- Exercise brief:
Each line that includes "ConfigStore" must be copied from the records.
--- Data to process Enclosed Below ---
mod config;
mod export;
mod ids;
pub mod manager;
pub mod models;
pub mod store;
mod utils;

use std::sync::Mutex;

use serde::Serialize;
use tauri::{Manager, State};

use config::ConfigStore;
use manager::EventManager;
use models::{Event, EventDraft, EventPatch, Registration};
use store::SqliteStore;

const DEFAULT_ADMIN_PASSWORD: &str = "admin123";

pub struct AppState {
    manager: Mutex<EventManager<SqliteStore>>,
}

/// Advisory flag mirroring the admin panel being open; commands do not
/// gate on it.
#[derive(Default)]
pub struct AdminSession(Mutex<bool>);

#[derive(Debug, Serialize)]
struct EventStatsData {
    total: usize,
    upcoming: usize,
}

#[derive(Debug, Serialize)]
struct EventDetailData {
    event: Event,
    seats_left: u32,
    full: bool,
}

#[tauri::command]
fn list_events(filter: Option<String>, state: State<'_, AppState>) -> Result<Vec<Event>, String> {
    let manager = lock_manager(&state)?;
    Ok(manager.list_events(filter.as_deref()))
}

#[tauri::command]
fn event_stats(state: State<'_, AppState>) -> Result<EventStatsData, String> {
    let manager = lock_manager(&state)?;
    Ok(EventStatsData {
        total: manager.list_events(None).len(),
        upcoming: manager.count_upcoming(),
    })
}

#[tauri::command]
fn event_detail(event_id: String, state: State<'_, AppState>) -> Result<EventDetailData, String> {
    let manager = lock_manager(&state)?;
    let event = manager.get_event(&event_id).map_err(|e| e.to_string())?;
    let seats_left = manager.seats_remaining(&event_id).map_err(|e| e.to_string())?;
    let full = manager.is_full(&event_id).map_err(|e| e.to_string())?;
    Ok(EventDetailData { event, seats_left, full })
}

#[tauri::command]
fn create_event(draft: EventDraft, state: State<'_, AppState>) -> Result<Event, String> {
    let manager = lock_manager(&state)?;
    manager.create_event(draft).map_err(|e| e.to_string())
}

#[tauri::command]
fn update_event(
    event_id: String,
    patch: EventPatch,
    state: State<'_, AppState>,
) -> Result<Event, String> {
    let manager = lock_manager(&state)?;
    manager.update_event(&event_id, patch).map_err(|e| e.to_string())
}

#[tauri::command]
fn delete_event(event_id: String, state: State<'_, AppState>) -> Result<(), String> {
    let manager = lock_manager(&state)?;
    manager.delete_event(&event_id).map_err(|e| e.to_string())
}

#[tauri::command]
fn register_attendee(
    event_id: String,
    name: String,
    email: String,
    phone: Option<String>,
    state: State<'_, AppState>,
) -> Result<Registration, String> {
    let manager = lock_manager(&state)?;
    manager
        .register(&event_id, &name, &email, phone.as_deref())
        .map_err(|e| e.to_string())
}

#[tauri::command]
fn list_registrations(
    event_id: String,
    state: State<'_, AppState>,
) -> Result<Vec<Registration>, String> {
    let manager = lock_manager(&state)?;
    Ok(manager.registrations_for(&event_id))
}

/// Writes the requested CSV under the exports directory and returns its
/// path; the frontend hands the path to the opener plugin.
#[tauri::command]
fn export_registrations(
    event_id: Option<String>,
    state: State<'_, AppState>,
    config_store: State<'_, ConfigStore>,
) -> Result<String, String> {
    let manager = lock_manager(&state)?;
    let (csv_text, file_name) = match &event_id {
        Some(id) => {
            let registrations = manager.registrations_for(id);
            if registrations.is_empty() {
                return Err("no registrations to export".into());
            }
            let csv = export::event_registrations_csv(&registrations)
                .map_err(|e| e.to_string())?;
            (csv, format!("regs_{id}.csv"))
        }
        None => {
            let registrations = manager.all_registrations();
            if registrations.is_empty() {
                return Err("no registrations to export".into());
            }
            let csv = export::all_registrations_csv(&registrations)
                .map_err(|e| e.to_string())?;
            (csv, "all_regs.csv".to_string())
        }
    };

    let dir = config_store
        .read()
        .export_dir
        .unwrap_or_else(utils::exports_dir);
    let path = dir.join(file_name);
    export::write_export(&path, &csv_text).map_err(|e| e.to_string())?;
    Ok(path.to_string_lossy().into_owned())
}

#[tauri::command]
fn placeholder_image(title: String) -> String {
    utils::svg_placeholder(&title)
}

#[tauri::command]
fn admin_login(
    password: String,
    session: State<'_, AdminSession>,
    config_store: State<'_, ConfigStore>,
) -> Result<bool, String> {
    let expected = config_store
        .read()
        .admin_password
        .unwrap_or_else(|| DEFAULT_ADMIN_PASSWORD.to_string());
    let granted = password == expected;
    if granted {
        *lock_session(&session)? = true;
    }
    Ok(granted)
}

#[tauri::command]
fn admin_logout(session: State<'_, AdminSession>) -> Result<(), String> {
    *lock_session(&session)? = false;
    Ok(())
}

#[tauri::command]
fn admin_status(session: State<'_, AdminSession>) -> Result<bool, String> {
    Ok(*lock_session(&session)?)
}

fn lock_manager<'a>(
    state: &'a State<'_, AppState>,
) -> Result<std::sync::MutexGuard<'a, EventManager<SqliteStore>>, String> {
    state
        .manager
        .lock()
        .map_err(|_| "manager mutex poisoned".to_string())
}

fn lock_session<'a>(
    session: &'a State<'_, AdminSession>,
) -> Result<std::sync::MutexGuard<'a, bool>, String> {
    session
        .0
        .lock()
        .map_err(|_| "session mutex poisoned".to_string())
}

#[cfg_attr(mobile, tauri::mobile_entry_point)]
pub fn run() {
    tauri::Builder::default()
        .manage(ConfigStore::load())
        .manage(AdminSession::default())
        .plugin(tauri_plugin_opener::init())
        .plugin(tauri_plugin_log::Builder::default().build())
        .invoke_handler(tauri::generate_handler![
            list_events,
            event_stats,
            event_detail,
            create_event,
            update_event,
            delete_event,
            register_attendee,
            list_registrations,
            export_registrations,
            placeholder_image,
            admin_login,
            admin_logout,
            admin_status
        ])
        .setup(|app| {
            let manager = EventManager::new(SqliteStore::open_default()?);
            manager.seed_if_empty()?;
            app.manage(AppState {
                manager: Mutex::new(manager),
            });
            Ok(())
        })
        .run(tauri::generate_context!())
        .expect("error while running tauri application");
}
--- End of Enclosed Data to process ---
- Answer for this exercise:
use config::ConfigStore;
    config_store: State<'_, ConfigStore>,
    config_store: State<'_, ConfigStore>,
        .manage(ConfigStore::load())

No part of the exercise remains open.